I asked some of the regulars at the Cafe de La Mairie.
It's early October. I know it's Fashion Week because the mornings are a little colder and the low sun hits the top of the buildings on the boulevard Port Royal and slices in long golden streaks between the shadow-canyon streets, and because I've already found myself stalking Parisiennes.
There's a girl on the tube in front of me. I make my way down the carriage so I can study the way her hair falls, half tucked into the collars of her leather jacket. I cross the road to follow another down the Rue Jacob. I'm sitting in Cafe de la Mairie and I try to angle my chair to see whether the front of that woman with the white-blonde bob and the embroidered coat lives up to her fascinating back. Tough luck . The chairs on the cafe's terrasse are chained together.

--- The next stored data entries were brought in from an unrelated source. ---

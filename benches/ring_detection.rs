//! Throughput benchmark for the full detection pipeline over a synthetic
//! multi-pattern batch (a cycle, a fan-in hub, and a shell chain interleaved).

use criterion::{black_box, criterion_group, criterion_main, BenchmarkId, Criterion, Throughput};

use chrono::{TimeZone, Utc};
use mule_ring_detector::{detect, DetectorConfig, Transaction};

fn synthetic_batch(scale: usize) -> Vec<Transaction> {
    let mut txs = Vec::new();
    let mut tx_id = 0usize;
    let base = Utc.with_ymd_and_hms(2024, 1, 1, 0, 0, 0).unwrap();

    let mut push = |sender: String, receiver: String, amount: f64, hour: i64| {
        txs.push(Transaction {
            transaction_id: format!("T{tx_id}"),
            sender_id: sender,
            receiver_id: receiver,
            amount,
            timestamp: base + chrono::Duration::hours(hour),
        });
        tx_id += 1;
    };

    for ring in 0..scale {
        let a = format!("CYCLE_{ring}_A");
        let b = format!("CYCLE_{ring}_B");
        let c = format!("CYCLE_{ring}_C");
        push(a.clone(), b.clone(), 5000.0, 0);
        push(b, c.clone(), 6000.0, 2);
        push(c, a, 7000.0, 4);

        let hub = format!("HUB_{ring}");
        for i in 0..10 {
            push(format!("SENDER_{ring}_{i}"), hub.clone(), 1000.0, i);
        }

        let chain: Vec<String> = (0..4).map(|i| format!("SHELL_{ring}_{i}")).collect();
        for pair in chain.windows(2) {
            push(pair[0].clone(), pair[1].clone(), 500.0, 0);
        }
    }

    txs
}

fn bench_detect(c: &mut Criterion) {
    let mut group = c.benchmark_group("detect");

    for scale in [10, 100, 500].iter() {
        let batch = synthetic_batch(*scale);
        group.throughput(Throughput::Elements(batch.len() as u64));
        group.bench_with_input(BenchmarkId::from_parameter(scale), &batch, |b, batch| {
            b.iter(|| black_box(detect(batch, &DetectorConfig::default())));
        });
    }

    group.finish();
}

criterion_group!(benches, bench_detect);
criterion_main!(benches);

I'm only half-seeing them. I see backs, shoulders; the fit of a coat; the movement of an arm in a layered sleeve; the swing of a bag. It's about clothes, yes. But more about how they're combined, and how they combine with the wearer - the way she moves, a certain place and time of day.
It's about the girl, as much as the clothes.
Does that make me a girl-on-girl stalker?
My street has such high self-esteem, it's always celebrating itself and breaking out en fête.
It's not enough to have the Yves Klein festival in June, where lots of people roll around naked in blue paint, but last weekend there was another fête just for the Enfer of it...
A sense of 'fun' isn't something Parisians are necessarily renowned for, but that was ok because this festival involved lots of activities which only required you to sit around looking cool.
I guess the street has a lot of history to celebrate, not least Jean-Paul Belmondo's final moments as he races down the one way street at the end of Godard's A Bout du Souffle.
It's not Belmondo who's still hanging round the quartier but his co-star, Jean Seberg. From over the road at the Cimetiere Montparnasse, she would have just about been able to hear the party from where she's buried, so sadly near the mise-en-scene of her greatest success.